## Aim of the exercise
Scan the material below for every line with the string "numbers", and copy those lines.
──────────
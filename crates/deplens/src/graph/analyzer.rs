//! Pure queries over a loaded [`DependencyGraph`].
//!
//! [`GraphAnalyzer`] borrows a graph snapshot and builds a reverse index
//! (file -> importers) once, so per-file queries do not rescan every import
//! list.

use super::cycles::{self, Cycle};
use super::DependencyGraph;
use crate::error::{Error, Result};
use glob::Pattern;
use serde::{Deserialize, Serialize};
use std::collections::{BTreeSet, HashMap};
use std::path::Path;

/// Message attached to an ambiguous file lookup.
const AMBIGUOUS_MESSAGE: &str = "Multiple files match this path. Please specify a more precise path.";

/// Imports and importers of a single file.
#[derive(Debug, Clone, PartialEq, Eq, Serialize, Deserialize)]
pub struct FileDependencies {
    /// The declared file path.
    pub file: String,
    /// Files this file imports.
    pub imports: Vec<String>,
    /// Files that import this file, in graph order.
    pub imported_by: Vec<String>,
}

/// Outcome of a file dependency lookup.
#[derive(Debug, Clone, PartialEq, Eq, Serialize, Deserialize)]
#[serde(untagged)]
pub enum FileLookup {
    /// The path matched a declared file exactly.
    Exact(FileDependencies),
    /// The path only matched as a suffix; the caller must pick one.
    Ambiguous {
        /// Every declared file ending with the requested path.
        matching_files: Vec<String>,
        /// Guidance for the caller.
        message: String,
    },
}

/// Headline numbers for an analyzed graph.
#[derive(Debug, Clone, Copy, PartialEq, Eq, Serialize, Deserialize)]
pub struct GraphSummary {
    /// Declared files.
    pub files: usize,
    /// Import edges.
    pub edges: usize,
    /// Distinct imported paths that are not declared files.
    pub external_imports: usize,
    /// Orphaned files (no exclusions applied).
    pub orphaned: usize,
    /// Distinct cycles.
    pub cycles: usize,
}

/// Read-only analyzer over a dependency graph snapshot.
#[derive(Debug)]
pub struct GraphAnalyzer<'g> {
    graph: &'g DependencyGraph,
    /// Importers of each path, excluding self-imports, in graph order.
    importers: HashMap<&'g str, Vec<&'g str>>,
}

impl<'g> GraphAnalyzer<'g> {
    /// Create an analyzer for the given graph.
    #[must_use]
    pub fn new(graph: &'g DependencyGraph) -> Self {
        let mut importers: HashMap<&'g str, Vec<&'g str>> = HashMap::new();
        for entry in graph.entries() {
            for import in &entry.imports {
                if import == &entry.path {
                    continue;
                }
                let list = importers.entry(import.as_str()).or_default();
                // An entry importing the same file twice is still one importer
                if list.last() != Some(&entry.path.as_str()) {
                    list.push(entry.path.as_str());
                }
            }
        }

        Self { graph, importers }
    }

    /// The graph being analyzed.
    #[must_use]
    pub fn graph(&self) -> &'g DependencyGraph {
        self.graph
    }

    /// Declared files that no other file imports.
    ///
    /// Orphans matching any of `exclude_patterns` (shell globs) are dropped.
    ///
    /// # Errors
    ///
    /// Returns [`Error::InvalidArgument`] if a pattern cannot be parsed.
    pub fn orphaned_files(&self, exclude_patterns: &[String]) -> Result<BTreeSet<String>> {
        let patterns = exclude_patterns
            .iter()
            .map(|raw| {
                Pattern::new(raw)
                    .map_err(|e| Error::invalid("exclude pattern", format!("'{raw}': {e}")))
            })
            .collect::<Result<Vec<_>>>()?;

        let orphans: BTreeSet<String> = self
            .graph
            .files()
            .filter(|file| !self.importers.contains_key(file))
            .filter(|file| !patterns.iter().any(|pattern| pattern.matches(file)))
            .map(str::to_string)
            .collect();

        tracing::debug!(
            total_files = self.graph.len(),
            orphaned = orphans.len(),
            patterns = patterns.len(),
            "Computed orphaned files"
        );
        Ok(orphans)
    }

    /// Declared files whose import list contains `file_path`, in graph order.
    ///
    /// `file_path` does not need to be a declared file.
    #[must_use]
    pub fn reverse_dependencies(&self, file_path: &str) -> Vec<String> {
        let mut result: Vec<String> = self
            .importers
            .get(file_path)
            .map(|list| list.iter().map(|s| (*s).to_string()).collect())
            .unwrap_or_default();

        // Self-imports are left out of the index but still count here
        if self
            .graph
            .imports(file_path)
            .is_some_and(|imports| imports.iter().any(|i| i == file_path))
        {
            let position = self.position(file_path);
            let insert_at = result
                .iter()
                .position(|other| self.position(other) > position)
                .unwrap_or(result.len());
            result.insert(insert_at, file_path.to_string());
        }

        result
    }

    /// Imports and importers of a file.
    ///
    /// A single leading `/` is ignored. An exact key match wins; otherwise
    /// every declared file ending with the path is returned as an ambiguous
    /// candidate list.
    ///
    /// # Errors
    ///
    /// Returns [`Error::NotFound`] if no declared file matches.
    pub fn file_dependencies(&self, file_path: &str) -> Result<FileLookup> {
        let normalized = file_path.strip_prefix('/').unwrap_or(file_path);

        if let Some(imports) = self.graph.imports(normalized) {
            return Ok(FileLookup::Exact(FileDependencies {
                file: normalized.to_string(),
                imports: imports.to_vec(),
                imported_by: self.reverse_dependencies(normalized),
            }));
        }

        let matching_files: Vec<String> = self
            .graph
            .files()
            .filter(|file| !normalized.is_empty() && file.ends_with(normalized))
            .map(str::to_string)
            .collect();

        if matching_files.is_empty() {
            return Err(Error::NotFound(file_path.to_string()));
        }

        tracing::debug!(
            path = normalized,
            candidates = matching_files.len(),
            "File lookup is ambiguous"
        );
        Ok(FileLookup::Ambiguous {
            matching_files,
            message: AMBIGUOUS_MESSAGE.to_string(),
        })
    }

    /// Dependencies of every declared file whose stem equals `component_name`.
    ///
    /// `Button` matches `src/components/Button.tsx` and `lib/Button.js`.
    ///
    /// # Errors
    ///
    /// Returns [`Error::NotFound`] if no file stem matches.
    pub fn component_dependencies(&self, component_name: &str) -> Result<Vec<FileDependencies>> {
        let matches: Vec<FileDependencies> = self
            .graph
            .entries()
            .iter()
            .filter(|entry| {
                Path::new(&entry.path)
                    .file_stem()
                    .is_some_and(|stem| stem == component_name)
            })
            .map(|entry| FileDependencies {
                file: entry.path.clone(),
                imports: entry.imports.clone(),
                imported_by: self.reverse_dependencies(&entry.path),
            })
            .collect();

        if matches.is_empty() {
            return Err(Error::NotFound(format!("component {component_name}")));
        }
        Ok(matches)
    }

    /// Circular dependencies, optionally restricted to paths containing
    /// `module_filter`. See [`cycles::detect_cycles`].
    ///
    /// # Errors
    ///
    /// Returns [`Error::InvalidArgument`] for an empty or blank filter.
    pub fn detect_cycles(&self, module_filter: Option<&str>) -> Result<Vec<Cycle>> {
        cycles::detect_cycles(self.graph, module_filter)
    }

    /// Headline numbers for the graph.
    ///
    /// # Errors
    ///
    /// Propagates errors from cycle detection (none occur without a filter).
    pub fn summary(&self) -> Result<GraphSummary> {
        let external: BTreeSet<&str> = self
            .graph
            .entries()
            .iter()
            .flat_map(|entry| entry.imports.iter())
            .map(String::as_str)
            .filter(|import| !self.graph.contains(import))
            .collect();

        Ok(GraphSummary {
            files: self.graph.len(),
            edges: self.graph.edge_count(),
            external_imports: external.len(),
            orphaned: self.orphaned_files(&[])?.len(),
            cycles: self.detect_cycles(None)?.len(),
        })
    }

    fn position(&self, path: &str) -> usize {
        self.graph.position(path).unwrap_or(usize::MAX)
    }
}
──────────
## Output of the exercise
/// Headline numbers for an analyzed graph.
    /// Headline numbers for the graph.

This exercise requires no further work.